Human newborn and adult myenteric plexus grows in different patterns.

Whilst embedded within the gut wall the inaccessibility of the enteric nervous system (ENS) is a major drawback for the establishment of an in vitro model for the human ENS. Using a method which combines collagenase digestion, mechanical agitation and manual dissection it was possible to dissect myenteric plexus from human colon of patients at all ages, from newborn to old-age. While complex networks of ganglia and their interconnecting strands could be isolated from newborn gut, the adult tissue allowed only single or small groups of ganglia to be dissected coherently. Pieces of plexus were cultivated on glass coverslips or on plastic sheets respectively. Explants from newborn or older patients displayed different growth patterns. The cytological behaviour of the newborn explants is characterized by an intensive neurite outgrowth. After 1 to 2 days in culture, glial cells start to leave the explant while proliferating and forming a dense cellular carpet.

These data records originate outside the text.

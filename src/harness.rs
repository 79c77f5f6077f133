//! Iteration harness.
//!
//! One iteration:
//! 1. generate a capability set named `"<prefix> <iteration>"`,
//! 2. create the virtual device through the backend,
//! 3. write the banner and the device descriptor to the trace,
//! 4. create the consumer, route its log to `tracing`, assign it and drain it,
//! 5. run an event stream through the device,
//! 6. tear down the device, then the consumer.
//!
//! [`Harness::run`] repeats iterations until the configured limit or until the
//! [`CancellationToken`] fires. Cancellation is only observed between iterations,
//! so a device is never abandoned mid-stream.

use crate::backends::{Backend, Consumer};
use crate::capability::CapabilitySet;
use crate::clock::Clock;
use crate::codes::EventType;
use crate::config::FuzzConfig;
use crate::descriptor::{Descriptor, DeviceIdentity};
use crate::device::VirtualDevice;
use crate::error::FuzzError;
use crate::logger;
use crate::stream::{EventSink, StreamReport, StreamSynthesizer, StreamTargets};
use crate::trace::{self, TraceSink};
use rand::Rng;
use std::sync::atomic::{AtomicBool, Ordering};
use std::sync::Arc;
use std::thread;

/// Cooperative stop flag, safe to set from a signal handler thread.
#[derive(Clone, Debug, Default)]
pub struct CancellationToken(Arc<AtomicBool>);

impl CancellationToken {
    pub fn new() -> Self {
        Self::default()
    }

    pub fn cancel(&self) {
        self.0.store(true, Ordering::SeqCst);
    }

    pub fn is_cancelled(&self) -> bool {
        self.0.load(Ordering::SeqCst)
    }
}

/// A live device with its consumer attached.
///
/// Field order is teardown order: the device goes first.
pub struct DeviceSession {
    device: Box<dyn VirtualDevice>,
    consumer: Box<dyn Consumer>,
}

impl DeviceSession {
    pub fn new(device: Box<dyn VirtualDevice>, consumer: Box<dyn Consumer>) -> Self {
        Self { device, consumer }
    }
}

impl EventSink for DeviceSession {
    fn write_event(
        &mut self,
        event_type: EventType,
        code: u16,
        value: i32,
    ) -> Result<(), FuzzError> {
        self.device.write_event(event_type, code, value)
    }

    fn drain(&mut self) -> Result<usize, FuzzError> {
        Ok(self.consumer.drain()?.len())
    }
}

/// Outcome of one iteration.
#[derive(Clone, Debug, PartialEq, Eq)]
pub struct IterationReport {
    pub iteration: u64,
    pub capabilities: CapabilitySet,
    pub stream: StreamReport,
}

/// Totals over a run.
#[derive(Clone, Copy, Debug, Default, PartialEq, Eq)]
pub struct RunSummary {
    pub iterations: u64,
    pub frames: u64,
    pub events: u64,
    pub cancelled: bool,
}

impl RunSummary {
    fn record(&mut self, report: &IterationReport) {
        self.iterations += 1;
        self.frames += report.stream.frames.len() as u64;
        self.events += report.stream.events() as u64;
    }
}

/// Drives fuzzing iterations against a backend.
pub struct Harness {
    config: FuzzConfig,
    backend: Box<dyn Backend>,
    identity: DeviceIdentity,
}

impl Harness {
    /// Fails if `config` does not validate.
    pub fn new(config: FuzzConfig, backend: Box<dyn Backend>) -> Result<Self, FuzzError> {
        config.validate()?;
        Ok(Self {
            config,
            backend,
            identity: DeviceIdentity::default(),
        })
    }

    /// Bus and ids given to every created device.
    pub fn with_identity(mut self, identity: DeviceIdentity) -> Self {
        self.identity = identity;
        self
    }

    /// Run one full iteration. The device and consumer are gone when this returns.
    pub fn run_iteration<R: Rng + ?Sized>(
        &mut self,
        iteration: u64,
        trace: &mut dyn TraceSink,
        clock: &mut dyn Clock,
        rng: &mut R,
    ) -> Result<IterationReport, FuzzError> {
        let name = self.config.device_name(iteration);
        let capabilities =
            CapabilitySet::generate(name.clone(), &self.config.capability_limits(), rng);

        let device = self.backend.create_device(&capabilities, self.identity)?;

        trace
            .banner(&trace::format_banner(&name))
            .map_err(FuzzError::Trace)?;
        let descriptor = Descriptor::capture(device.declared())
            .with_identity(self.identity)
            .render(self.config.descriptor_format)?;
        trace.descriptor(&descriptor).map_err(FuzzError::Trace)?;

        let mut consumer = self.backend.create_consumer()?;
        consumer.set_log_handler(logger::tracing_log_handler());
        consumer.set_log_priority(self.config.log_priority);
        consumer.assign(device.as_ref())?;
        let startup = consumer.drain()?.len();

        let mut session = DeviceSession::new(device, consumer);
        let mut synthesizer = StreamSynthesizer::new(&capabilities, self.config.stream_limits());
        let stream = {
            let mut targets = StreamTargets {
                sink: &mut session,
                trace,
                clock,
            };
            synthesizer.run(&mut targets, rng)?
        };
        drop(session);

        tracing::info!(
            iteration,
            device = %name,
            backend = ?self.backend.kind(),
            capabilities = capabilities.len(),
            frames = stream.frames.len(),
            events = stream.events(),
            drained = startup + stream.drained,
            "iteration complete"
        );

        Ok(IterationReport {
            iteration,
            capabilities,
            stream,
        })
    }

    /// Run iterations from 0 until the iteration limit or cancellation.
    ///
    /// The first error ends the run.
    pub fn run<R: Rng + ?Sized>(
        &mut self,
        trace: &mut dyn TraceSink,
        clock: &mut dyn Clock,
        rng: &mut R,
        cancel: &CancellationToken,
    ) -> Result<RunSummary, FuzzError> {
        let mut summary = RunSummary::default();
        let delay = self.config.iteration_delay();
        let mut iteration = 0u64;

        loop {
            if self.config.iterations.is_some_and(|limit| iteration >= limit) {
                break;
            }
            if cancel.is_cancelled() {
                summary.cancelled = true;
                break;
            }

            let report = self.run_iteration(iteration, trace, clock, rng)?;
            summary.record(&report);
            iteration += 1;

            if !delay.is_zero() {
                thread::sleep(delay);
            }
        }

        tracing::info!(
            iterations = summary.iterations,
            frames = summary.frames,
            events = summary.events,
            cancelled = summary.cancelled,
            "run finished"
        );
        Ok(summary)
    }
}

The axons appear partly arranged in bundles, expanding above the glial carpet. Single neurites can leave the carpet and attach directly on the substrate. Semithin sections and EM studies reveal the existence of numerous neurons within the ganglia. The characteristic dense arrangement of neurons, glial cells and neuropil of the myenteric ganglia in vivo was only partly conserved in newborns while in cultured adult ganglia the cells were sparsely scattered throughout the explant with large clefts between the single cells. The ganglia of the adults do not show any considerable neurite outgrowth, which correlates with the low amount of neurons within the ganglia. The migratory behaviour of the adult glial cells is rather moderate, also the proliferation rate compared to the newborn cultures. In general single cells leave the explant without forming an glial carpet as seen in the newborn cultures. The described method delivers an in vitro paradigm for the study of human myenteric plexus. It underlines the differences in growth pattern, neurite outgrowth and glial proliferation from newborn and older children, as well as from adult patients, thus establishing a base line for future studies.